*Task details:* Each line from the start of the listing below through the line containing "use crate::error::ConfigError;" should be reproduced exactly, with no others.

*Task data:*
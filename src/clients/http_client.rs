//! HTTP transport for Render API communication.
//!
//! This module provides the [`HttpClient`] type for making authenticated
//! requests to the Render API with per-attempt timeouts and automatic retry
//! handling.

use std::collections::HashMap;
use std::time::Duration;

use reqwest::header::{
    HeaderMap, HeaderName, HeaderValue, ACCEPT, AUTHORIZATION, CONTENT_TYPE, USER_AGENT,
};

use crate::clients::errors::{ApiErrorBody, RenderError};
use crate::clients::http_request::{HttpMethod, HttpRequest, QueryValue};
use crate::clients::http_response::{parse_retry_after, HttpResponse};
use crate::config::{ApiKey, RenderConfig};
use crate::error::ConfigError;

/// SDK version from Cargo.toml.
pub const SDK_VERSION: &str = env!("CARGO_PKG_VERSION");

/// Computes the delay before retry number `attempt + 1`.
///
/// A non-zero `retry_after` hint wins; otherwise the delay doubles from
/// `initial` on every attempt. Saturates instead of overflowing.
#[must_use]
pub fn retry_delay(initial: Duration, attempt: u32, retry_after: Option<u64>) -> Duration {
    match retry_after {
        Some(secs) if secs > 0 => Duration::from_secs(secs),
        _ => initial.saturating_mul(2u32.saturating_pow(attempt)),
    }
}

/// HTTP client for making requests to the Render API.
///
/// The client handles:
/// - URL construction from the configured base URL, path and query
/// - Default headers (`Authorization`, `Accept`, `User-Agent`)
/// - A per-attempt timeout
/// - Retries with exponential backoff for 429, 500, 503, timeouts and
///   connectivity failures
/// - Classification of every failure into a [`RenderError`]
///
/// # Thread Safety
///
/// `HttpClient` is `Send + Sync`; share it across tasks through an `Arc`.
///
/// # Example
///
/// ```rust,ignore
/// use render_api::clients::HttpClient;
/// use render_api::{ApiKey, RenderConfig};
///
/// let config = RenderConfig::new(ApiKey::new("rnd_abc123")?);
/// let client = HttpClient::new(&config)?;
///
/// let response = client.get("/users", &[]).await?;
/// println!("{:?}", response.data);
/// ```
#[derive(Debug)]
pub struct HttpClient {
    client: reqwest::Client,
    base_url: String,
    api_key: ApiKey,
    user_agent: String,
    timeout: Duration,
    max_retries: u32,
    initial_retry_delay: Duration,
}

// Verify HttpClient is Send + Sync at compile time
const _: fn() = || {
    const fn assert_send_sync<T: Send + Sync>() {}
    assert_send_sync::<HttpClient>();
};

impl HttpClient {
    /// Creates a new HTTP client from the given configuration.
    ///
    /// # Errors
    ///
    /// Returns [`ConfigError::HttpClientBuild`] if the underlying reqwest
    /// client cannot be created (e.g., TLS initialization failure).
    pub fn new(config: &RenderConfig) -> Result<Self, ConfigError> {
        let user_agent_prefix = config
            .user_agent_prefix()
            .map_or(String::new(), |prefix| format!("{prefix} | "));
        let user_agent = format!("{user_agent_prefix}render-api-rust/{SDK_VERSION}");

        let client = reqwest::Client::builder()
            .use_rustls_tls()
            .build()
            .map_err(|e| ConfigError::HttpClientBuild {
                message: e.to_string(),
            })?;

        Ok(Self {
            client,
            base_url: config.base_url().as_ref().to_string(),
            api_key: config.api_key().clone(),
            user_agent,
            timeout: config.timeout(),
            max_retries: config.max_retries(),
            initial_retry_delay: config.initial_retry_delay(),
        })
    }

    /// Returns the base URL requests are sent to.
    #[must_use]
    pub fn base_url(&self) -> &str {
        &self.base_url
    }

    /// Returns the `User-Agent` sent with every request.
    #[must_use]
    pub fn user_agent(&self) -> &str {
        &self.user_agent
    }

    /// Returns the default per-attempt timeout.
    #[must_use]
    pub const fn timeout(&self) -> Duration {
        self.timeout
    }

    /// Returns the number of retries after the first attempt.
    #[must_use]
    pub const fn max_retries(&self) -> u32 {
        self.max_retries
    }

    /// Builds the full URL for a request.
    #[must_use]
    pub fn build_url(&self, request: &HttpRequest) -> String {
        format!("{}{}{}", self.base_url, request.path, request.query_string())
    }

    /// Builds the headers for a request: defaults first, then the request's
    /// own headers, which replace defaults of the same name.
    ///
    /// # Errors
    ///
    /// Returns an [`InvalidRequest`](crate::ErrorKind::InvalidRequest) error
    /// for a header name or value that cannot be sent.
    pub fn build_headers(&self, request: &HttpRequest) -> Result<HeaderMap, RenderError> {
        let mut headers = HeaderMap::new();
        headers.insert(AUTHORIZATION, header_value(&self.api_key.bearer())?);
        headers.insert(ACCEPT, HeaderValue::from_static("application/json"));
        headers.insert(USER_AGENT, header_value(&self.user_agent)?);
        if request.body.is_some() {
            headers.insert(CONTENT_TYPE, HeaderValue::from_static("application/json"));
        }

        for (key, value) in &request.headers {
            let name = HeaderName::from_bytes(key.as_bytes()).map_err(|_| {
                RenderError::invalid_request(format!("Invalid header name: {key}"))
            })?;
            headers.insert(name, header_value(value)?);
        }

        Ok(headers)
    }

    /// Sends a request to the Render API.
    ///
    /// Each attempt is bounded by the request's timeout override, or the
    /// client default. Retryable failures (429, 500, 503, timeouts,
    /// connectivity errors) are retried up to `max_retries` times unless the
    /// request disables retries; the last failure is returned unchanged.
    ///
    /// # Errors
    ///
    /// Returns a [`RenderError`] whose kind describes the failure:
    /// - a status kind (`NotFound`, `RateLimit`, ...) for non-2xx responses
    /// - `Timeout` when an attempt exceeds its duration
    /// - `Network` for connectivity failures
    /// - `Decode` for a 2xx body that is not JSON
    /// - `InvalidRequest` for headers that cannot be sent
    pub async fn execute(&self, request: HttpRequest) -> Result<HttpResponse, RenderError> {
        let url = self.build_url(&request);
        let headers = self.build_headers(&request)?;
        let attempt_timeout = request.timeout.unwrap_or(self.timeout);

        let mut last_error = None;
        for attempt in 0..=self.max_retries {
            tracing::debug!(
                method = %request.http_method,
                url = %url,
                attempt = attempt + 1,
                "Sending Render API request"
            );

            let result = tokio::time::timeout(
                attempt_timeout,
                self.send_once(request.http_method, &url, &headers, request.body.as_ref()),
            )
            .await
            .unwrap_or_else(|_| Err(RenderError::timeout(attempt_timeout)));

            let error = match result {
                Ok(response) => return Ok(response),
                Err(error) => error,
            };

            let can_retry = !request.skip_retry && attempt < self.max_retries;
            if !can_retry || !error.is_retryable() {
                return Err(error);
            }

            let delay = retry_delay(self.initial_retry_delay, attempt, error.retry_after());
            tracing::warn!(
                method = %request.http_method,
                url = %url,
                attempt = attempt + 1,
                delay_ms = u64::try_from(delay.as_millis()).unwrap_or(u64::MAX),
                error = %error,
                "Retrying Render API request"
            );
            last_error = Some(error);
            tokio::time::sleep(delay).await;
        }

        Err(last_error
            .unwrap_or_else(|| RenderError::network("Request failed after all retries", None)))
    }

    /// Sends a GET request.
    ///
    /// # Errors
    ///
    /// See [`execute`](Self::execute).
    pub async fn get(
        &self,
        path: &str,
        query: &[(&str, QueryValue)],
    ) -> Result<HttpResponse, RenderError> {
        let request = query
            .iter()
            .fold(HttpRequest::builder(HttpMethod::Get, path), |builder, (k, v)| {
                builder.query_param(*k, v.clone())
            })
            .build();
        self.execute(request).await
    }

    /// Sends a POST request with an optional JSON body.
    ///
    /// # Errors
    ///
    /// See [`execute`](Self::execute).
    pub async fn post(
        &self,
        path: &str,
        body: Option<serde_json::Value>,
    ) -> Result<HttpResponse, RenderError> {
        self.execute(with_body(HttpMethod::Post, path, body)).await
    }

    /// Sends a PUT request with an optional JSON body.
    ///
    /// # Errors
    ///
    /// See [`execute`](Self::execute).
    pub async fn put(
        &self,
        path: &str,
        body: Option<serde_json::Value>,
    ) -> Result<HttpResponse, RenderError> {
        self.execute(with_body(HttpMethod::Put, path, body)).await
    }

    /// Sends a PATCH request with an optional JSON body.
    ///
    /// # Errors
    ///
    /// See [`execute`](Self::execute).
    pub async fn patch(
        &self,
        path: &str,
        body: Option<serde_json::Value>,
    ) -> Result<HttpResponse, RenderError> {
        self.execute(with_body(HttpMethod::Patch, path, body)).await
    }

    /// Sends a DELETE request.
    ///
    /// # Errors
    ///
    /// See [`execute`](Self::execute).
    pub async fn delete(&self, path: &str) -> Result<HttpResponse, RenderError> {
        self.execute(HttpRequest::builder(HttpMethod::Delete, path).build())
            .await
    }

    /// Performs a single attempt: send, read the body, classify.
    async fn send_once(
        &self,
        method: HttpMethod,
        url: &str,
        headers: &HeaderMap,
        body: Option<&serde_json::Value>,
    ) -> Result<HttpResponse, RenderError> {
        let mut builder = self
            .client
            .request(method.as_reqwest(), url)
            .headers(headers.clone());
        if let Some(body) = body {
            builder = builder.json(body);
        }

        let res = builder.send().await?;

        let status = res.status().as_u16();
        let res_headers = Self::parse_response_headers(res.headers());
        let request_id = res_headers
            .get("x-request-id")
            .and_then(|values| values.first())
            .cloned();
        let success = (200..300).contains(&status);

        tracing::debug!(status, url = %url, "Received Render API response");

        // An unreadable error body still yields the status-based error.
        let body_text = match res.text().await {
            Ok(text) => text,
            Err(e) if !success => {
                tracing::debug!(status, error = %e, "Failed to read error response body");
                String::new()
            }
            Err(e) => return Err(RenderError::from(e).with_request_id(request_id)),
        };

        if success {
            if status == 204 || body_text.trim().is_empty() {
                return Ok(HttpResponse::new(status, res_headers, None));
            }
            let data = serde_json::from_str::<serde_json::Value>(&body_text).map_err(|e| {
                RenderError::decode(
                    format!("Failed to parse response body as JSON: {e}"),
                    Some(Box::new(e)),
                )
                .with_request_id(request_id)
            })?;
            return Ok(HttpResponse::new(status, res_headers, Some(data)));
        }

        let error_body = ApiErrorBody::parse(&body_text);
        let retry_after = res_headers
            .get("retry-after")
            .and_then(|values| values.first())
            .and_then(|value| parse_retry_after(value));
        let message = error_body
            .as_ref()
            .and_then(|b| b.message.clone())
            .unwrap_or_else(|| format!("Request failed with status {status}"));

        Err(RenderError::from_status(
            status,
            message,
            error_body,
            request_id,
            retry_after,
        ))
    }

    /// Parses response headers into a `HashMap`.
    fn parse_response_headers(headers: &HeaderMap) -> HashMap<String, Vec<String>> {
        let mut result: HashMap<String, Vec<String>> = HashMap::new();
        for (name, value) in headers {
            let key = name.as_str().to_lowercase();
            let value = value.to_str().unwrap_or_default().to_string();
            result.entry(key).or_default().push(value);
        }
        result
    }
}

*The answer:*
filename src/clients/http_client.rs
//! HTTP transport for Render API communication.
//!
//! This module provides the [`HttpClient`] type for making authenticated
//! requests to the Render API with per-attempt timeouts and automatic retry
//! handling.

use std::collections::HashMap;
use std::time::Duration;

use reqwest::header::{
    HeaderMap, HeaderName, HeaderValue, ACCEPT, AUTHORIZATION, CONTENT_TYPE, USER_AGENT,
};

use crate::clients::errors::{ApiErrorBody, RenderError};
use crate::clients::http_request::{HttpMethod, HttpRequest, QueryValue};
use crate::clients::http_response::{parse_retry_after, HttpResponse};
use crate::config::{ApiKey, RenderConfig};
use crate::error::ConfigError;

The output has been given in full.